Lester Arumugam was a passionate supporter of West Indies cricket. In the late 1990s and early 2000s, the shipping magnate from Trinidad would travel the world with the team. He was considered a lucky mascot, though the West Indies hardly needed divine support to dominate international cricket. The team, in turn, would honour him with an annual accreditation that gave him free access to all the stadiums in the Caribbean. He personified West Indies cricket — lively and entertaining.

Caribbean cricket though has lost the fervour and the style that separated it from the rest. The West Indies team, which once ruled world cricket, has been in turmoil for more than a decade. It has, however, hung on to its reputation in the shortest format of the game. Winning the 2016 World T20 title in Kolkata was a pleasant departure from its slide. The 2004 Champions Trophy win at London was the last international crown that came its way. For 12 years, the team frequently became the butt of jokes, leaving supporters, both within and outside the Caribbean, a dejected lot.

The Windies continued their losing streak in the ongoing tour of India. The hosts handed it two debilitating losses in the two Test matches, both under three days. The visitors, however, put up a decent show in the first two one-dayers, finishing the second at Visakhapatnam in a tie. It was a welcome throw-back to the glorious days of a team which won the World Cup in 1975 and 1979.

In its heyday, losing to the Windies was not considered humiliation because the team was superior in all aspects. Back then, jokes routinely did the rounds about how players from the opposition did not mind cooking up excuses to miss a match against the West Indies. Today, that would prove to be a mistake — after all, a match against the Windies is a sure-shot at going one up for the opposition.

In the dedication section of A History Of West Indies Cricket , author Michael Manley raves about players such as Learie Constantine, George Headley, Frank Worrell, Garfield Sobers, Rohan Kanhai and Clive Lloyd for their stellar roles in shaping cricket in all those islands which played under one flag. In later years, Viv Richards and Brian Lara joined the ranks along with the dreaded fast bowlers of different eras.

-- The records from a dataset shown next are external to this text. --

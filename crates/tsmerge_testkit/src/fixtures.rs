//! Test fixtures: on-disk layouts and snapshots.
//!
//! A [`TestLayout`] owns one or more temporary storage roots holding a single
//! registry's partition. Helpers write data files with sidecars, ledgers and
//! compaction logs in both formats, so tests can stage exactly the disk state
//! a crash would leave behind.

use serde::Serialize;
use std::collections::BTreeMap;
use std::fs;
use std::path::{Path, PathBuf};
use std::sync::Arc;
use tempfile::TempDir;
use tsmerge_core::log::{current_log_name, legacy_log_path};
use tsmerge_core::{
    append_suffix, recover_registry, write_sidecar, CompactionConfig, CompactionLogWriter,
    Deletion, FileIdentifier, FileSetRegistry, LedgerKind, ModificationLedger, RegistryKey,
    SequenceClass, SidecarMeta, StartupReport, TsFileName, RESOURCE_SUFFIX,
};
use tsmerge_storage::{FileSystem, OsFileSystem};

/// Logical group used by every layout.
pub const TEST_GROUP: &str = "root.sg";

/// Registry key used by every layout.
#[must_use]
pub fn test_key() -> RegistryKey {
    RegistryKey::new(TEST_GROUP, "0", 0, SequenceClass::Sequence)
}

/// Temporary storage roots for one registry, removed on drop.
pub struct TestLayout {
    _temp_dir: TempDir,
    roots: Vec<PathBuf>,
    key: RegistryKey,
}

impl TestLayout {
    /// Creates a layout with a single storage root.
    pub fn new() -> Self {
        Self::with_roots(1)
    }

    /// Creates a layout with `count` storage roots.
    pub fn with_roots(count: usize) -> Self {
        let temp_dir = TempDir::new().expect("Failed to create temp directory");
        let key = test_key();
        let roots: Vec<PathBuf> = (0..count)
            .map(|i| temp_dir.path().join(format!("root{i}")))
            .collect();
        for root in &roots {
            fs::create_dir_all(root.join(key.partition_dir()))
                .expect("Failed to create partition directory");
        }
        Self {
            _temp_dir: temp_dir,
            roots,
            key,
        }
    }

    /// The registry key of this layout.
    pub fn key(&self) -> &RegistryKey {
        &self.key
    }

    /// All storage roots, in search order.
    pub fn roots(&self) -> &[PathBuf] {
        &self.roots
    }

    /// The storage root at `index`.
    pub fn root(&self, index: usize) -> &Path {
        &self.roots[index]
    }

    /// Configuration pointing at this layout's roots.
    pub fn config(&self) -> CompactionConfig {
        CompactionConfig::new().data_dirs(self.roots.clone())
    }

    /// The partition directory under root `index`.
    pub fn partition_dir(&self, index: usize) -> PathBuf {
        self.roots[index].join(self.key.partition_dir())
    }

    /// The virtual group directory under root `index`.
    pub fn group_dir(&self, index: usize) -> PathBuf {
        self.roots[index].join(self.key.group_dir())
    }

    /// Identifier of `name` in this layout's registry.
    pub fn id(&self, name: &str) -> FileIdentifier {
        FileIdentifier::new(&self.key, name)
    }

    /// Absolute path of `name` under root `index`.
    pub fn path(&self, index: usize, name: &str) -> PathBuf {
        self.partition_dir(index).join(name)
    }

    /// Writes a data file and a sidecar that validates against it.
    ///
    /// The time range is derived from the name's timestamp.
    pub fn write_data_file(&self, index: usize, name: &str, data: &[u8]) -> PathBuf {
        let start = TsFileName::parse(name)
            .map(|n| n.timestamp as i64 * 100)
            .unwrap_or(0);
        let meta = SidecarMeta {
            file_len: data.len() as u64,
            start_time: start,
            end_time: start + 99,
            series_count: 1,
        };
        self.write_data_file_with_meta(index, name, data, &meta)
    }

    /// Writes a data file with an explicit sidecar.
    pub fn write_data_file_with_meta(
        &self,
        index: usize,
        name: &str,
        data: &[u8],
        meta: &SidecarMeta,
    ) -> PathBuf {
        let path = self.path(index, name);
        fs::write(&path, data).expect("Failed to write data file");
        write_sidecar(&OsFileSystem, &append_suffix(&path, RESOURCE_SUFFIX), meta)
            .expect("Failed to write sidecar");
        path
    }

    /// Writes raw bytes to `name` in the partition directory, no sidecar.
    pub fn write_raw(&self, index: usize, name: &str, data: &[u8]) -> PathBuf {
        let path = self.path(index, name);
        fs::write(&path, data).expect("Failed to write file");
        path
    }

    /// Appends deletions to the ledger of kind `kind` next to `name`.
    pub fn write_ledger(
        &self,
        index: usize,
        name: &str,
        kind: LedgerKind,
        deletions: &[Deletion],
    ) -> PathBuf {
        let data_path = self.path(index, name);
        let ledger = match kind {
            LedgerKind::Ordinary => ModificationLedger::ordinary(&data_path),
            LedgerKind::InFlight => ModificationLedger::in_flight(&data_path),
        };
        ledger
            .append(&OsFileSystem, deletions)
            .expect("Failed to append ledger");
        ledger.path().to_path_buf()
    }

    /// Records a deletion against a source the way a live engine does while
    /// that source is being compacted: in both of its ledgers.
    pub fn delete_during_compaction(&self, index: usize, name: &str, deletion: &Deletion) {
        self.write_ledger(index, name, LedgerKind::Ordinary, std::slice::from_ref(deletion));
        self.write_ledger(index, name, LedgerKind::InFlight, std::slice::from_ref(deletion));
    }

    /// Reads the ordinary ledger next to `name`.
    pub fn read_ledger(&self, index: usize, name: &str) -> Vec<Deletion> {
        ModificationLedger::ordinary(&self.path(index, name))
            .read(&OsFileSystem)
            .expect("Failed to read ledger")
    }

    /// Writes a current-format log in the partition directory of root `index`.
    ///
    /// `target` is written verbatim, so pass either the temp or final name.
    /// The log is named after the first source's next inner level.
    pub fn write_current_log(
        &self,
        index: usize,
        sources: &[&str],
        target: Option<&str>,
    ) -> PathBuf {
        let stem = sources
            .first()
            .and_then(|s| TsFileName::parse(s).ok())
            .map(|n| n.next_inner_level().stem())
            .unwrap_or_else(|| "0-0-1-0".to_string());
        let path = self.partition_dir(index).join(current_log_name(&stem));
        let mut writer =
            CompactionLogWriter::create(&OsFileSystem, &path, true).expect("Failed to create log");
        let ids: Vec<FileIdentifier> = sources.iter().map(|s| self.id(s)).collect();
        writer.log_sources(&ids).expect("Failed to log sources");
        if let Some(target) = target {
            writer
                .log_target(&self.id(target))
                .expect("Failed to log target");
        }
        writer.close().expect("Failed to close log");
        path
    }

    /// Writes a legacy text log in the virtual group directory of root `index`.
    ///
    /// Paths are recorded as full paths under root `index`.
    pub fn write_legacy_log(&self, index: usize, sources: &[&str], target: Option<&str>) -> PathBuf {
        let mut text = String::from("sequence\n");
        for source in sources {
            text.push_str("source\n");
            text.push_str(&self.path(index, source).display().to_string());
            text.push('\n');
        }
        if let Some(target) = target {
            text.push_str("target\n");
            text.push_str(&self.path(index, target).display().to_string());
            text.push('\n');
        }
        let path = legacy_log_path(&self.roots[index], &self.key);
        fs::write(&path, text).expect("Failed to write legacy log");
        path
    }

    /// Writes the registry-wide ledger left by pre-upgrade versions.
    pub fn write_legacy_ledger(&self, index: usize, deletions: &[Deletion]) -> PathBuf {
        let path = self
            .group_dir(index)
            .join(tsmerge_core::DEFAULT_LEGACY_MODS_FILE);
        ModificationLedger::at(path.clone(), LedgerKind::InFlight)
            .append(&OsFileSystem, deletions)
            .expect("Failed to write legacy ledger");
        path
    }

    /// Loads the registry from disk, as a restart would.
    pub fn load_registry(&self) -> Arc<FileSetRegistry> {
        Arc::new(
            FileSetRegistry::load(self.key.clone(), &self.config().storage_roots(), &OsFileSystem)
                .expect("Failed to load registry"),
        )
    }

    /// Runs startup recovery over this layout with the OS filesystem.
    pub fn restart(&self) -> (Arc<FileSetRegistry>, StartupReport) {
        self.restart_with(Arc::new(OsFileSystem))
    }

    /// Runs startup recovery over this layout with `fs`.
    pub fn restart_with(&self, fs: Arc<dyn FileSystem>) -> (Arc<FileSetRegistry>, StartupReport) {
        recover_registry(self.key.clone(), fs, &self.config()).expect("Startup recovery failed")
    }

    /// Captures every file under every root.
    pub fn snapshot(&self) -> DiskSnapshot {
        DiskSnapshot::capture(&self.roots)
    }
}

impl Default for TestLayout {
    fn default() -> Self {
        Self::new()
    }
}

/// File names currently registered, in registry order.
pub fn registered_names(registry: &FileSetRegistry) -> Vec<String> {
    registry
        .list_files()
        .iter()
        .map(|f| f.id().file_name.clone())
        .collect()
}

/// Contents of every file under a set of storage roots.
///
/// Keys are `"<root index>/<relative path>"` with `/` separators. Root lock
/// files are skipped.
#[derive(Debug, Clone, Default, PartialEq, Eq, Serialize)]
pub struct DiskSnapshot {
    files: BTreeMap<String, Vec<u8>>,
}

impl DiskSnapshot {
    /// Walks `roots` and records every regular file.
    pub fn capture(roots: &[PathBuf]) -> Self {
        let mut files = BTreeMap::new();
        for (index, root) in roots.iter().enumerate() {
            walk(root, root, index, &mut files);
        }
        Self { files }
    }

    /// Returns true if a file with this key exists.
    pub fn contains(&self, key: &str) -> bool {
        self.files.contains_key(key)
    }

    /// Contents of the file with this key.
    pub fn get(&self, key: &str) -> Option<&[u8]> {
        self.files.get(key).map(Vec::as_slice)
    }

    /// Keys of every captured file.
    pub fn keys(&self) -> impl Iterator<Item = &str> {
        self.files.keys().map(String::as_str)
    }

    /// Number of captured files.
    pub fn len(&self) -> usize {
        self.files.len()
    }

    /// Returns true if nothing was captured.
    pub fn is_empty(&self) -> bool {
        self.files.is_empty()
    }

    /// Returns a copy without files whose key ends with `suffix`.
    pub fn without_suffix(&self, suffix: &str) -> Self {
        Self {
            files: self
                .files
                .iter()
                .filter(|(k, _)| !k.ends_with(suffix))
                .map(|(k, v)| (k.clone(), v.clone()))
                .collect(),
        }
    }

    /// Describes every difference from `other`, one line each.
    pub fn diff(&self, other: &Self) -> Vec<String> {
        let mut out = Vec::new();
        for (key, data) in &self.files {
            match other.files.get(key) {
                None => out.push(format!("- {key}")),
                Some(theirs) if theirs != data => {
                    out.push(format!("~ {key} ({} vs {} bytes)", data.len(), theirs.len()));
                }
                Some(_) => {}
            }
        }
        for key in other.files.keys() {
            if !self.files.contains_key(key) {
                out.push(format!("+ {key}"));
            }
        }
        out
    }

    /// Pretty JSON listing of keys and sizes, for failure messages.
    pub fn to_json(&self) -> String {
        let sizes: BTreeMap<&str, usize> =
            self.files.iter().map(|(k, v)| (k.as_str(), v.len())).collect();
        serde_json::to_string_pretty(&sizes).unwrap_or_default()
    }
}

fn walk(root: &Path, dir: &Path, index: usize, files: &mut BTreeMap<String, Vec<u8>>) {
    let Ok(entries) = fs::read_dir(dir) else {
        return;
    };
    for entry in entries.flatten() {
        let path = entry.path();
        if path.is_dir() {
            walk(root, &path, index, files);
            continue;
        }
        if path.file_name().is_some_and(|n| n == "LOCK") {
            continue;
        }
        let relative = path
            .strip_prefix(root)
            .map(|p| {
                p.components()
                    .map(|c| c.as_os_str().to_string_lossy().into_owned())
                    .collect::<Vec<_>>()
                    .join("/")
            })
            .unwrap_or_default();
        let data = fs::read(&path).unwrap_or_default();
        files.insert(format!("{index}/{relative}"), data);
    }
}

#[cfg(test)]
mod tests {
    use super::*;

    #[test]
    fn layout_creates_partitions() {
        let layout = TestLayout::with_roots(2);
        assert!(layout.partition_dir(0).is_dir());
        assert!(layout.partition_dir(1).is_dir());
        assert_eq!(layout.config().data_dirs.len(), 2);
    }

    #[test]
    fn data_files_load_into_registry() {
        let layout = TestLayout::new();
        layout.write_data_file(0, "1-1-0-0.tsfile", b"abc");
        layout.write_raw(0, "2-2-0-0.tsfile", b"no sidecar");
        assert_eq!(registered_names(&layout.load_registry()), vec!["1-1-0-0.tsfile"]);
    }

    #[test]
    fn snapshot_keys_are_root_relative() {
        let layout = TestLayout::new();
        layout.write_data_file(0, "1-1-0-0.tsfile", b"abc");
        let snap = layout.snapshot();
        assert!(snap.contains("0/sequence/root.sg/0/0/1-1-0-0.tsfile"));
        assert!(snap.contains("0/sequence/root.sg/0/0/1-1-0-0.tsfile.resource"));
        assert_eq!(snap.len(), 2);
        assert_eq!(snap.without_suffix(".resource").len(), 1);
    }

    #[test]
    fn snapshot_diff() {
        let layout = TestLayout::new();
        layout.write_data_file(0, "1-1-0-0.tsfile", b"abc");
        let before = layout.snapshot();
        layout.write_raw(0, "1-1-0-0.tsfile", b"abcd");
        layout.write_raw(0, "x", b"");
        let diff = before.diff(&layout.snapshot());
        assert_eq!(diff.len(), 2);
        assert!(diff[0].starts_with("~ 0/sequence/root.sg/0/0/1-1-0-0.tsfile"));
        assert!(diff[1].starts_with("+ "));
    }

    #[test]
    fn current_log_named_after_target() {
        let layout = TestLayout::new();
        let log = layout.write_current_log(0, &["3-3-0-0.tsfile"], None);
        assert_eq!(
            log.file_name().unwrap().to_str().unwrap(),
            "3-3-1-0.inner-compaction.log"
        );
    }
}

It was universally felt that world cricket needed the West Indies. Their athleticism and fearlessness placed them on a rung above competitors. Manley had written, “The first West Indian cricketers caught the imagination of the cricketing publics of England and Australia because they brought to the game a free-moving, free-stroking, lithe athleticism which was all their own.” At the end of the first India-West Indies Test at Rajkot recently, India star Harbhajan Singh had questioned the credentials of the visiting team. “With all due respect to West Indies Cricket, but I have a question for u all... will this West Indies team qualify for Ranji quarters from the plate group?” he had tweeted.

In stark contrast, I remember the frenzy with which fans greeted the West Indies team at airports from the 1970s to the 1990s. Players such as Wesley Hall, Charlie Griffith, Alvin Kallicharran, Malcolm Marshall, Michael Holding, Andy Roberts, Joel Garner and Patrick Patterson were household names in India, and were perhaps more popular here than back home. The place of those legends has since been taken by the likes of Chris Gayle and Dwayne Bravo, players known essentially for their exploits in the limited-overs format and the Indian Premier League (IPL).

The decline of West Indies cricket has been rapid. Lack of talent is obvious, but poor administration has also impacted the game. The youth is lured by football, athletics and basketball, games which promise better money than cricket. The players have also been locked in constant squabble with the West Indies Cricket Board over payment. When players opt for private leagues rather than turn up for the national team, it only highlights the changed priorities.

The empty galleries that greet players at Test venues in the Caribbean are a sad commentary on the state of the game in the islands now. Music in the stands, and dancing and singing, which were an integral part of cricket-watching in the West Indies, now seem lost forever. The cricket calypso is shorn of rhythm as the West Indies lose frequently, and most embarrassingly for their great players of the past, Test matches often get over in three days. The West Indies have come to experience the agony they once inflicted on others.

When noted commentator Tony Cozier fought back tears as he watched the team get pulverised, he symbolised the heartbreak West Indies cricket has come to embody. There was a phase when Holding declined commentary assignments involving the West Indies team. Indeed, cricket has lost its appeal in the West Indies, though the game once grew strong roots there. Manley had observed, “Cricket (for the peasants) was a pleasant way to while away the hours to sundown, either as participant or idly gossiping spectator. At the same time, there was a leisured class and a colonial bureaucracy which did not work over the weekend. Hence, the social organisation of the typical Caribbean territory created the time for cricket while the community’s need for distraction created the appetite.” All of that has changed.

Gayle and Bravo prefer the private leagues because they earn in millions. The returns for playing Test cricket are meagre in comparison. It matters little to the current generation of West Indian cricketers if they lose without a fight on the field. It obviously must hurt players such as Lloyd and Richards, who were at the helm when the West Indies were invincible. The West Indies, sadly, have also lost their spectator base, especially the passionate kinds such as Arumugam. He would anyway find himself out of place in the current scenario.